▶ _Task requirements_
Where a line holds the word "DispatcherError", copy it from the records.

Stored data
____

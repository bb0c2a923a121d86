//! LogSink - one tracing line per published frame

use contracts::{format_ticks, ContractError, DataSink, PublishedFrame};
use tracing::{info, instrument};

/// Sink that logs frame summaries for debugging
pub struct LogSink {
    name: String,
    frames: u64,
}

impl LogSink {
    pub fn new(name: impl Into<String>) -> Self {
        Self {
            name: name.into(),
            frames: 0,
        }
    }

    fn log_frame_summary(&self, frame: &PublishedFrame) {
        info!(
            sink = %self.name,
            sequence = frame.sequence,
            index = frame.index,
            timestamp = %format_ticks(frame.timestamp),
            measurements = frame.measurements.len(),
            missing = frame.missing_measurements(),
            downsampled = frame.meta.downsampled_measurements,
            latency_ms = frame.publication_latency() * 1000.0,
            "PublishedFrame received"
        );
    }
}

impl DataSink for LogSink {
    fn name(&self) -> &str {
        &self.name
    }

    #[instrument(
        name = "log_sink_write",
        skip(self, frame),
        fields(sink = %self.name, sequence = frame.sequence)
    )]
    async fn write(&mut self, frame: &PublishedFrame) -> Result<(), ContractError> {
        self.log_frame_summary(frame);
        self.frames += 1;
        Ok(())
    }

    #[instrument(name = "log_sink_flush", skip(self))]
    async fn flush(&mut self) -> Result<(), ContractError> {
        Ok(())
    }

    #[instrument(name = "log_sink_close", skip(self))]
    async fn close(&mut self) -> Result<(), ContractError> {
        info!(sink = %self.name, frames = self.frames, "LogSink closed");
        Ok(())
    }
}

#[cfg(test)]
mod tests {
    use super::*;
    use crate::handle::tests::published;

    #[tokio::test]
    async fn test_log_sink_write() {
        let mut sink = LogSink::new("test_log");
        sink.write(&published(1, 3)).await.unwrap();
        sink.write(&published(2, 3)).await.unwrap();
        assert_eq!(sink.frames, 2);
        assert!(sink.close().await.is_ok());
    }

    #[test]
    fn test_log_sink_name() {
        let sink = LogSink::new("my_logger");
        assert_eq!(sink.name(), "my_logger");
    }
}
//! Frame - all measurements destined for one time bucket.

use std::cmp::Ordering;
use std::collections::HashMap;

use contracts::{Measurement, MeasurementKey, PublicationMeta, PublishedFrame, Ticks};

/// Measurements for one bucket, keyed by signal.
///
/// The timestamp is fixed at construction. Equality and ordering compare the
/// timestamp only, so two frames for the same bucket are equal regardless of
/// their contents. `Clone` produces an independent copy of the measurement map.
#[derive(Debug, Clone)]
pub struct Frame {
    timestamp: Ticks,
    measurements: HashMap<MeasurementKey, Measurement>,
    published: bool,
    sorted_measurements: u64,
    downsampled_measurements: u64,
    last_sorted_measurement: Option<Measurement>,
    received_timestamp: Ticks,
    published_timestamp: Ticks,
}

impl Frame {
    /// Create an empty frame; `received_timestamp` is the local time it was created.
    pub fn new(timestamp: Ticks, received_timestamp: Ticks) -> Self {
        Self::with_capacity(timestamp, received_timestamp, 0)
    }

    /// Create an empty frame sized for `expected` measurements.
    pub fn with_capacity(timestamp: Ticks, received_timestamp: Ticks, expected: usize) -> Self {
        Self {
            timestamp,
            measurements: HashMap::with_capacity(expected),
            published: false,
            sorted_measurements: 0,
            downsampled_measurements: 0,
            last_sorted_measurement: None,
            received_timestamp,
            published_timestamp: 0,
        }
    }

    /// Create a frame holding an initial set of measurements.
    pub fn with_measurements(
        timestamp: Ticks,
        measurements: HashMap<MeasurementKey, Measurement>,
    ) -> Self {
        let mut frame = Self::new(timestamp, 0);
        frame.sorted_measurements = measurements.len() as u64;
        frame.measurements = measurements;
        frame
    }

    #[inline]
    pub fn timestamp(&self) -> Ticks {
        self.timestamp
    }

    #[inline]
    pub fn measurements(&self) -> &HashMap<MeasurementKey, Measurement> {
        &self.measurements
    }

    #[inline]
    pub fn measurements_mut(&mut self) -> &mut HashMap<MeasurementKey, Measurement> {
        &mut self.measurements
    }

    pub fn get(&self, key: &MeasurementKey) -> Option<&Measurement> {
        self.measurements.get(key)
    }

    pub fn len(&self) -> usize {
        self.measurements.len()
    }

    pub fn is_empty(&self) -> bool {
        self.measurements.is_empty()
    }

    #[inline]
    pub fn published(&self) -> bool {
        self.published
    }

    pub fn set_published(&mut self, published: bool) {
        self.published = published;
    }

    /// Measurements accepted into this frame, including downsampled arrivals.
    #[inline]
    pub fn sorted_measurements(&self) -> u64 {
        self.sorted_measurements
    }

    /// Downsampled arrivals, filled in on the publication copy.
    #[inline]
    pub fn downsampled_measurements(&self) -> u64 {
        self.downsampled_measurements
    }

    pub(crate) fn set_downsampled_measurements(&mut self, count: u64) {
        self.downsampled_measurements = count;
    }

    pub fn last_sorted_measurement(&self) -> Option<&Measurement> {
        self.last_sorted_measurement.as_ref()
    }

    #[inline]
    pub fn received_timestamp(&self) -> Ticks {
        self.received_timestamp
    }

    #[inline]
    pub fn published_timestamp(&self) -> Ticks {
        self.published_timestamp
    }

    /// Stamp publication time onto the frame and every contained measurement.
    pub fn set_published_timestamp(&mut self, ticks: Ticks) {
        self.published_timestamp = ticks;
        for measurement in self.measurements.values_mut() {
            measurement.published_timestamp = ticks;
        }
    }

    /// Store `stored` under its key and record `sorted` as the latest arrival.
    pub(crate) fn assign(&mut self, stored: Measurement, sorted: Measurement) {
        self.measurements.insert(stored.key.clone(), stored);
        self.sorted_measurements += 1;
        self.last_sorted_measurement = Some(sorted);
    }

    /// Owned snapshot for sinks, measurements ordered by `source` then `id`.
    pub fn to_published(&self, index: usize, sequence: u64, expected: u32) -> PublishedFrame {
        let mut measurements: Vec<Measurement> = self.measurements.values().cloned().collect();
        measurements.sort_by(|a, b| {
            a.key
                .source()
                .cmp(b.key.source())
                .then(a.key.id().cmp(&b.key.id()))
        });

        PublishedFrame {
            timestamp: self.timestamp,
            index,
            sequence,
            measurements,
            meta: PublicationMeta {
                sorted_measurements: self.sorted_measurements,
                downsampled_measurements: self.downsampled_measurements,
                expected_measurements: expected,
                received_timestamp: self.received_timestamp,
                published_timestamp: self.published_timestamp,
            },
        }
    }
}

impl PartialEq for Frame {
    fn eq(&self, other: &Self) -> bool {
        self.timestamp == other.timestamp
    }
}

impl Eq for Frame {}

impl PartialOrd for Frame {
    fn partial_cmp(&self, other: &Self) -> Option<Ordering> {
        Some(self.cmp(other))
    }
}

impl Ord for Frame {
    fn cmp(&self, other: &Self) -> Ordering {
        self.timestamp.cmp(&other.timestamp)
    }
}

#[cfg(test)]
mod tests {
    use super::*;

    fn make_measurement(id: u32, value: f64, timestamp: Ticks) -> Measurement {
        Measurement::new(format!("DEV:{id}").parse().unwrap(), value, timestamp)
    }

    #[test]
    fn test_clone_is_independent() {
        let mut source = Frame::new(1_000, 5);
        let m = make_measurement(1, 1.0, 1_000);
        source.assign(m.clone(), m);

        let mut copy = source.clone();
        assert_eq!(copy.timestamp(), source.timestamp());
        assert_eq!(copy.measurements(), source.measurements());

        let key: MeasurementKey = "DEV:1".parse().unwrap();
        copy.measurements_mut().get_mut(&key).unwrap().value = 99.0;
        copy.measurements_mut()
            .insert("DEV:2".parse().unwrap(), make_measurement(2, 2.0, 1_000));

        assert_eq!(source.get(&key).unwrap().value, 1.0);
        assert_eq!(source.len(), 1);
        assert_eq!(copy.len(), 2);
    }

    #[test]
    fn test_ordering_uses_timestamp_only() {
        let mut a = Frame::new(10, 0);
        let b = Frame::new(10, 99);
        let c = Frame::new(20, 0);
        let m = make_measurement(1, 1.0, 10);
        a.assign(m.clone(), m);

        assert_eq!(a, b);
        assert!(a < c);
        assert!(c > b);
        assert_eq!(a.cmp(&b), Ordering::Equal);
    }

    #[test]
    fn test_published_timestamp_stamps_measurements() {
        let mut frame = Frame::new(10, 0);
        let m = make_measurement(1, 1.0, 10);
        frame.assign(m.clone(), m);
        frame.set_published_timestamp(42);

        assert_eq!(frame.published_timestamp(), 42);
        assert!(frame.measurements().values().all(|m| m.published_timestamp == 42));
    }

    #[test]
    fn test_to_published_orders_by_key() {
        let mut frame = Frame::new(10, 1);
        for id in [3, 1, 2] {
            let m = make_measurement(id, f64::from(id), 10);
            frame.assign(m.clone(), m);
        }

        let published = frame.to_published(4, 7, 5);
        let ids: Vec<u32> = published.measurements.iter().map(|m| m.key.id()).collect();
        assert_eq!(ids, vec![1, 2, 3]);
        assert_eq!(published.index, 4);
        assert_eq!(published.sequence, 7);
        assert_eq!(published.meta.sorted_measurements, 3);
        assert_eq!(published.missing_measurements(), 2);
    }

    #[test]
    fn test_with_measurements_counts_initial_set() {
        let mut map = HashMap::new();
        let m = make_measurement(1, 1.0, 10);
        map.insert(m.key.clone(), m);

        let frame = Frame::with_measurements(10, map);
        assert_eq!(frame.sorted_measurements(), 1);
        assert!(!frame.published());
    }
}
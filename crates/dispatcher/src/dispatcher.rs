//! Dispatcher - main loop for fan-out to sinks

use std::sync::Arc;

use tokio::sync::mpsc;
use tokio::task::JoinHandle;
use tracing::{debug, info, instrument};

use contracts::{PublishedFrame, SinkConfig, SinkType};

use crate::error::DispatcherError;
use crate::handle::SinkHandle;
use crate::metrics::{MetricsSnapshot, SinkMetrics};
use crate::sinks::{FileSink, LogSink};

/// Dispatcher configuration
#[derive(Debug, Clone)]
pub struct DispatcherConfig {
    pub sinks: Vec<SinkConfig>,
}

/// Builder for creating a Dispatcher
pub struct DispatcherBuilder {
    config: DispatcherConfig,
    input_rx: mpsc::Receiver<PublishedFrame>,
}

impl DispatcherBuilder {
    pub fn new(config: DispatcherConfig, input_rx: mpsc::Receiver<PublishedFrame>) -> Self {
        Self { config, input_rx }
    }

    /// Create every sink and start its worker
    #[instrument(name = "dispatcher_builder_build", skip(self))]
    pub async fn build(self) -> Result<Dispatcher, DispatcherError> {
        let handles = Self::initialize_handles(&self.config)?;
        Ok(Dispatcher::with_handles(handles, self.input_rx))
    }

    #[instrument(
        name = "dispatcher_initialize_handles",
        skip(config),
        fields(sink_count = config.sinks.len())
    )]
    fn initialize_handles(config: &DispatcherConfig) -> Result<Vec<SinkHandle>, DispatcherError> {
        let mut handles = Vec::with_capacity(config.sinks.len());
        for sink_config in &config.sinks {
            handles.push(create_sink_handle(sink_config)?);
        }
        Ok(handles)
    }
}

#[instrument(
    name = "dispatcher_create_sink_handle",
    skip(config),
    fields(sink = %config.name, sink_type = ?config.sink_type)
)]
fn create_sink_handle(config: &SinkConfig) -> Result<SinkHandle, DispatcherError> {
    match config.sink_type {
        SinkType::Log => {
            let sink = LogSink::new(&config.name);
            Ok(SinkHandle::spawn(sink, config.queue_capacity))
        }
        SinkType::File => {
            let sink = FileSink::from_params(&config.name, &config.params)
                .map_err(|e| DispatcherError::sink_creation(&config.name, e.to_string()))?;
            Ok(SinkHandle::spawn(sink, config.queue_capacity))
        }
    }
}

/// Fans published frames out to sinks
pub struct Dispatcher {
    handles: Vec<SinkHandle>,
    input_rx: mpsc::Receiver<PublishedFrame>,
}

impl Dispatcher {
    /// Create a dispatcher with custom sink handles (for testing)
    pub fn with_handles(
        handles: Vec<SinkHandle>,
        input_rx: mpsc::Receiver<PublishedFrame>,
    ) -> Self {
        Self { handles, input_rx }
    }

    pub fn sink_count(&self) -> usize {
        self.handles.len()
    }

    /// Metrics for all sinks
    pub fn metrics(&self) -> Vec<(String, MetricsSnapshot)> {
        self.handles
            .iter()
            .map(|h| (h.name().to_string(), h.metrics().snapshot()))
            .collect()
    }

    /// Shared metric handles, still readable after [`Dispatcher::spawn`]
    pub fn metric_handles(&self) -> Vec<(String, Arc<SinkMetrics>)> {
        self.handles
            .iter()
            .map(|h| (h.name().to_string(), Arc::clone(h.metrics())))
            .collect()
    }

    /// Run the dispatcher main loop
    ///
    /// Consumes frames from input and fans out to all sinks.
    /// Returns the number of frames dispatched once the input channel closes
    /// and every sink has drained.
    #[instrument(name = "dispatcher_run", skip(self))]
    pub async fn run(mut self) -> u64 {
        info!(sinks = self.handles.len(), "Dispatcher started");

        let mut frame_count: u64 = 0;

        while let Some(frame) = self.input_rx.recv().await {
            frame_count += 1;
            self.dispatch_frame(Arc::new(frame));

            if frame_count.is_multiple_of(100) {
                debug!(frames = frame_count, "Dispatcher progress");
            }
        }

        info!(frames = frame_count, "Dispatcher input closed, shutting down");

        Self::shutdown_handles(self.handles).await;

        info!("Dispatcher shutdown complete");
        frame_count
    }

    /// Spawn the dispatcher as a background task
    pub fn spawn(self) -> JoinHandle<u64> {
        tokio::spawn(self.run())
    }

    fn dispatch_frame(&self, frame: Arc<PublishedFrame>) {
        for handle in &self.handles {
            // Drops are counted and logged by the handle.
            let _ = handle.try_send(Arc::clone(&frame));
        }
    }

    async fn shutdown_handles(handles: Vec<SinkHandle>) {
        for handle in handles {
            handle.shutdown().await;
        }
    }
}

/// Convenience function to create a dispatcher from sink configs
#[instrument(name = "dispatcher_create", skip(sink_configs, input_rx))]
pub async fn create_dispatcher(
    sink_configs: Vec<SinkConfig>,
    input_rx: mpsc::Receiver<PublishedFrame>,
) -> Result<Dispatcher, DispatcherError> {
    let config = DispatcherConfig {
        sinks: sink_configs,
    };
    DispatcherBuilder::new(config, input_rx).build().await
}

____

▶ _Solution to the exercise_
use crate::error::DispatcherError;
    pub async fn build(self) -> Result<Dispatcher, DispatcherError> {
    fn initialize_handles(config: &DispatcherConfig) -> Result<Vec<SinkHandle>, DispatcherError> {
fn create_sink_handle(config: &SinkConfig) -> Result<SinkHandle, DispatcherError> {
                .map_err(|e| DispatcherError::sink_creation(&config.name, e.to_string()))?;
) -> Result<Dispatcher, DispatcherError> {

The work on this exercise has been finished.